Genome sequencing of two chronic wound isolated pseudomonas aeruginosa strains to understand adaptation and antibiotic resistance

Pseudomonas aeruginosa is capable of infecting numerous hosts, inhabiting various ecosystems, and tolerating a wide spectrum of environments. Numerous P. aeruginosa strains have been fully sequenced and annotated with comparative genomics providing the opportunity to address why this bacteria is so successful at colonizing different niches. Examining the genetic complexity of P.aeruginosa strains isolated from chronic wounds will further the understanding of how this bacteria adapts to the chronic wound environment and is able to withstand antibiotic treatment.
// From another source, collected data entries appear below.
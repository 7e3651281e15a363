use bytes::BufMut;
use ethwire_common::{
    U256,
    types::{BlockHash, ForkId},
};
use ethwire_rlp::{
    error::{RLPDecodeError, RLPEncodeError},
    structs::{Decoder, Encoder},
};

use crate::rlpx::{eth::ETH_VERSION_WITH_FORK_ID, message::RLPxMessage};

// https://github.com/ethereum/devp2p/blob/master/caps/eth.md#status-0x00
// The fork id field exists from eth/64 (EIP-2124) on.
#[derive(Debug, Clone, PartialEq, Eq)]
pub struct StatusMessage {
    pub eth_version: u8,
    pub network_id: u64,
    pub total_difficulty: U256,
    pub block_hash: BlockHash,
    pub genesis: BlockHash,
    pub fork_id: Option<ForkId>,
}

impl StatusMessage {
    pub fn new(
        eth_version: u8,
        network_id: u64,
        total_difficulty: U256,
        block_hash: BlockHash,
        genesis: BlockHash,
        fork_id: Option<ForkId>,
    ) -> Self {
        Self {
            eth_version,
            network_id,
            total_difficulty,
            block_hash,
            genesis,
            fork_id: fork_id.filter(|_| eth_version >= ETH_VERSION_WITH_FORK_ID),
        }
    }
}

impl RLPxMessage for StatusMessage {
    const CODE: u8 = 0x00;

    fn encode(&self, buf: &mut dyn BufMut) -> Result<(), RLPEncodeError> {
        Encoder::new(buf)
            .encode_field(&self.eth_version)
            .encode_field(&self.network_id)
            .encode_field(&self.total_difficulty)
            .encode_field(&self.block_hash)
            .encode_field(&self.genesis)
            .encode_optional_field(&self.fork_id)
            .finish();
        Ok(())
    }

    fn decode(msg_data: &[u8]) -> Result<Self, RLPDecodeError> {
        let decoder = Decoder::new(msg_data)?;
        let (eth_version, decoder): (u8, _) = decoder.decode_field("protocolVersion")?;
        let (network_id, decoder): (u64, _) = decoder.decode_field("networkId")?;
        let (total_difficulty, decoder): (U256, _) = decoder.decode_field("totalDifficulty")?;
        let (block_hash, decoder): (BlockHash, _) = decoder.decode_field("blockHash")?;
        let (genesis, decoder): (BlockHash, _) = decoder.decode_field("genesis")?;
        let (fork_id, decoder) = if eth_version >= ETH_VERSION_WITH_FORK_ID {
            let (fork_id, decoder): (ForkId, _) = decoder.decode_field("forkId")?;
            (Some(fork_id), decoder)
        } else {
            (None, decoder)
        };
        // implementations must ignore any additional list elements
        let _padding = decoder.finish_unchecked();

        Ok(Self {
            eth_version,
            network_id,
            total_difficulty,
            block_hash,
            genesis,
            fork_id,
        })
    }
}

#[cfg(test)]
mod tests {
    use super::*;
    use ethwire_common::H32;

    fn status(version: u8, fork_id: Option<ForkId>) -> StatusMessage {
        StatusMessage::new(
            version,
            1,
            U256::from(17_179_869_184u64),
            BlockHash::from_low_u64_be(0xbeef),
            BlockHash::from_low_u64_be(0xcafe),
            fork_id,
        )
    }

    #[test]
    fn eth64_status_round_trip() {
        let msg = status(
            64,
            Some(ForkId {
                fork_hash: H32::from_low_u64_be(0xfc64ec04),
                fork_next: 1_150_000,
            }),
        );
        let mut buf = Vec::new();
        msg.encode(&mut buf).expect("encode");
        assert_eq!(StatusMessage::decode(&buf).expect("decode"), msg);
    }

    #[test]
    fn eth63_status_has_no_fork_id() {
        let msg = status(
            63,
            Some(ForkId {
                fork_hash: H32::zero(),
                fork_next: 0,
            }),
        );
        // the constructor drops the fork id below eth/64
        assert_eq!(msg.fork_id, None);
        let mut buf = Vec::new();
        msg.encode(&mut buf).expect("encode");
        assert_eq!(StatusMessage::decode(&buf).expect("decode"), msg);
    }
}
Two P.aeruginosa strains (PA1922 and PA0312), isolated from patients receiving treatment for chronic wounds, were screened for antibiotic susceptibility and shotgun sequenced to characterize genetic content. The susceptibility profiles showed that both PA1922 and PA0312 were resistant to fluoroquinolones and beta-lactams antibiotics. Comparing these wound isolated strains to other Pseudomonas spp., unique genomic regions were identified. Metal resistance operons and antibiotic resistance determinants were found within these predicted genomic islands. A substitution identified in DNA gyrase specifically in subunit A Site 83 (Thr->Ile) was found which relates to fluoroquinolone resistance. PA1922 and PA0312 also have the exotoxin gene exoU which has been identified in highly virulent Pseudomonas strains. The combination of these antibiotic resistance and virulence factors along with the unique genomic regions enable PA1922 and PA0312 to adapt to the wound bed ecology. These multi-factorial determinants complicate treatment options as traditional antibiotic choices are no longer relevant. Understanding the complexity of the Pseudomonas aeruginosa genome and the mechanistic causes of antibiotic resistance and virulence within chronic wounds is critical.